Pastor Richard Ntriakwa, Director of the School, who disclosed this to the Ghana News Agency (GNA) in an interview at Gomoa Jukwa on Tuesday, said the authorities had alerted the security agencies to arrest those who had taken undue advantage of the school's liberal admission procedures to dupe parents and guardians.
He said the warning followed claim made by two parents that they had paid 400,000 cedis each as bribe before their children were offered admission into the school.
Pastor Ntriakwa said the SDA Church was aware of the pressure on the government schools and had therefore established the school to help parents in the area to get a school for their children.
He cautioned that the authorities would deal ruthlessly with the individuals and groups of persons who were using names of some authorities to defraud parents for their personal gains.
The Director appealed to some headmasters who collect money from parents and guardians before offering admission to stop the practice because they would surely be found out.
Pastor Ntriakwa noted that the school was helping to raise the standards of education in the Gomoa, Agona and Awutu-Effutu-Senya districts.
He said the school increased its intake of the girls this year by two thirds in line with the government's policy on girl- child education and appealed to parents to report the swindlers for arrest and prosecution.
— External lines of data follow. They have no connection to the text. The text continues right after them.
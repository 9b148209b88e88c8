//! Broker event types.
//!
//! Every transport notification is translated into one [`BrokerEvent`] and
//! broadcast on the matching [`Channel`].
//!
//! # Channels
//!
//! | Channel | Emitted when | Payload |
//! |---------|--------------|---------|
//! | `OPENED` | transport reports successful connect | none |
//! | `CLOSED` | transport reports disconnect | none |
//! | `ERROR` | transport reports an error | [`TransportError`] |
//! | `MESSAGE` | transport delivers inbound data | [`MessageEvent`] |

// ============================================================================
// Imports
// ============================================================================

use std::fmt;

// ============================================================================
// Payload
// ============================================================================

/// Opaque message body, written to and read from the socket unmodified.
#[derive(Debug, Clone, PartialEq, Eq)]
pub enum Payload {
    /// UTF-8 text frame.
    Text(String),
    /// Binary frame.
    Binary(Vec<u8>),
}

impl Payload {
    /// Returns the text content, if this is a text payload.
    #[inline]
    #[must_use]
    pub fn as_text(&self) -> Option<&str> {
        match self {
            Self::Text(text) => Some(text),
            Self::Binary(_) => None,
        }
    }

    /// Returns the raw bytes of either variant.
    #[inline]
    #[must_use]
    pub fn as_bytes(&self) -> &[u8] {
        match self {
            Self::Text(text) => text.as_bytes(),
            Self::Binary(bytes) => bytes,
        }
    }

    /// Returns the payload size in bytes.
    #[inline]
    #[must_use]
    pub fn len(&self) -> usize {
        self.as_bytes().len()
    }

    /// Returns `true` if the payload is empty.
    #[inline]
    #[must_use]
    pub fn is_empty(&self) -> bool {
        self.len() == 0
    }

    /// Returns `true` for binary payloads.
    #[inline]
    #[must_use]
    pub fn is_binary(&self) -> bool {
        matches!(self, Self::Binary(_))
    }
}

impl From<&str> for Payload {
    fn from(text: &str) -> Self {
        Self::Text(text.to_owned())
    }
}

impl From<String> for Payload {
    fn from(text: String) -> Self {
        Self::Text(text)
    }
}

impl From<Vec<u8>> for Payload {
    fn from(bytes: Vec<u8>) -> Self {
        Self::Binary(bytes)
    }
}

impl From<&[u8]> for Payload {
    fn from(bytes: &[u8]) -> Self {
        Self::Binary(bytes.to_vec())
    }
}

// ============================================================================
// BinaryType
// ============================================================================

/// Representation requested for inbound binary data.
///
/// Set on the socket before any data arrives and stamped on every
/// [`MessageEvent`] so consumers know how the endpoint was configured.
#[derive(Debug, Clone, Copy, Default, PartialEq, Eq, Hash)]
pub enum BinaryType {
    /// Opaque blob (the WebSocket default).
    #[default]
    Blob,
    /// Contiguous byte buffer.
    ArrayBuffer,
}

impl BinaryType {
    /// Returns the canonical lowercase name.
    #[inline]
    #[must_use]
    pub const fn as_str(&self) -> &'static str {
        match self {
            Self::Blob => "blob",
            Self::ArrayBuffer => "arraybuffer",
        }
    }
}

impl fmt::Display for BinaryType {
    fn fmt(&self, f: &mut fmt::Formatter<'_>) -> fmt::Result {
        f.write_str(self.as_str())
    }
}

// ============================================================================
// Channel
// ============================================================================

/// Broker channel names. The string forms are part of the public contract.
#[derive(Debug, Clone, Copy, PartialEq, Eq, Hash)]
pub enum Channel {
    /// Transport connected.
    Opened,
    /// Transport disconnected.
    Closed,
    /// Transport error.
    Error,
    /// Inbound data.
    Message,
}

impl Channel {
    /// All channels, in declaration order.
    pub const ALL: [Channel; 4] = [Self::Opened, Self::Closed, Self::Error, Self::Message];

    /// Returns the verbatim channel name.
    #[inline]
    #[must_use]
    pub const fn as_str(&self) -> &'static str {
        match self {
            Self::Opened => "OPENED",
            Self::Closed => "CLOSED",
            Self::Error => "ERROR",
            Self::Message => "MESSAGE",
        }
    }
}

impl fmt::Display for Channel {
    fn fmt(&self, f: &mut fmt::Formatter<'_>) -> fmt::Result {
        f.write_str(self.as_str())
    }
}

// ============================================================================
// TransportError / MessageEvent
// ============================================================================

/// Raw error notification from the transport.
#[derive(Debug, Clone, PartialEq, Eq)]
pub struct TransportError {
    /// Human-readable error data.
    pub data: String,
}

impl TransportError {
    /// Creates a transport error.
    #[inline]
    #[must_use]
    pub fn new(data: impl Into<String>) -> Self {
        Self { data: data.into() }
    }
}

impl fmt::Display for TransportError {
    fn fmt(&self, f: &mut fmt::Formatter<'_>) -> fmt::Result {
        f.write_str(&self.data)
    }
}

/// Raw inbound message notification from the transport.
#[derive(Debug, Clone, PartialEq, Eq)]
pub struct MessageEvent {
    /// Message body.
    pub data: Payload,
    /// Binary representation configured on the socket.
    pub binary_type: BinaryType,
}

impl MessageEvent {
    /// Creates a message event.
    #[inline]
    #[must_use]
    pub fn new(data: impl Into<Payload>, binary_type: BinaryType) -> Self {
        Self {
            data: data.into(),
            binary_type,
        }
    }
}

// ============================================================================
// BrokerEvent
// ============================================================================

/// An event delivered to broker listeners.
#[derive(Debug, Clone, PartialEq, Eq)]
pub enum BrokerEvent {
    /// Broadcast on [`Channel::Opened`].
    Opened,
    /// Broadcast on [`Channel::Closed`].
    Closed,
    /// Broadcast on [`Channel::Error`].
    Error(TransportError),
    /// Broadcast on [`Channel::Message`].
    Message(MessageEvent),
}

impl BrokerEvent {
    /// Returns the channel this event is broadcast on.
    #[inline]
    #[must_use]
    pub const fn channel(&self) -> Channel {
        match self {
            Self::Opened => Channel::Opened,
            Self::Closed => Channel::Closed,
            Self::Error(_) => Channel::Error,
            Self::Message(_) => Channel::Message,
        }
    }
}

// ============================================================================
// Tests
// ============================================================================

#[cfg(test)]
mod tests {
    use super::*;

    #[test]
    fn test_channel_names_are_verbatim() {
        let names: Vec<_> = Channel::ALL.iter().map(Channel::as_str).collect();
        assert_eq!(names, ["OPENED", "CLOSED", "ERROR", "MESSAGE"]);
    }

    #[test]
    fn test_event_channel_mapping() {
        assert_eq!(BrokerEvent::Opened.channel(), Channel::Opened);
        assert_eq!(BrokerEvent::Closed.channel(), Channel::Closed);
        assert_eq!(
            BrokerEvent::Error(TransportError::new("boom")).channel(),
            Channel::Error
        );
        assert_eq!(
            BrokerEvent::Message(MessageEvent::new("pong", BinaryType::Blob)).channel(),
            Channel::Message
        );
    }

    #[test]
    fn test_payload_accessors() {
        let text = Payload::from("pong");
        assert_eq!(text.as_text(), Some("pong"));
        assert_eq!(text.len(), 4);
        assert!(!text.is_binary());

        let binary = Payload::from(vec![0u8, 1, 2]);
        assert_eq!(binary.as_text(), None);
        assert_eq!(binary.as_bytes(), &[0, 1, 2]);
        assert!(binary.is_binary());
    }

    #[test]
    fn test_binary_type_default_is_blob() {
        assert_eq!(BinaryType::default(), BinaryType::Blob);
        assert_eq!(BinaryType::ArrayBuffer.to_string(), "arraybuffer");
    }
}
The Director said in order to accommodate the increase in intake, 10 blocks of classrooms had been constructed at the cost of 150 million cedis, while the construction of 11 new ones was underway Pastor Ntriakwa said the school was also extending electricity from Gomoa Manso to the campus at the cost of 60 million cedis, adding that more than 20 electric poles had been erected to enable the project to take off.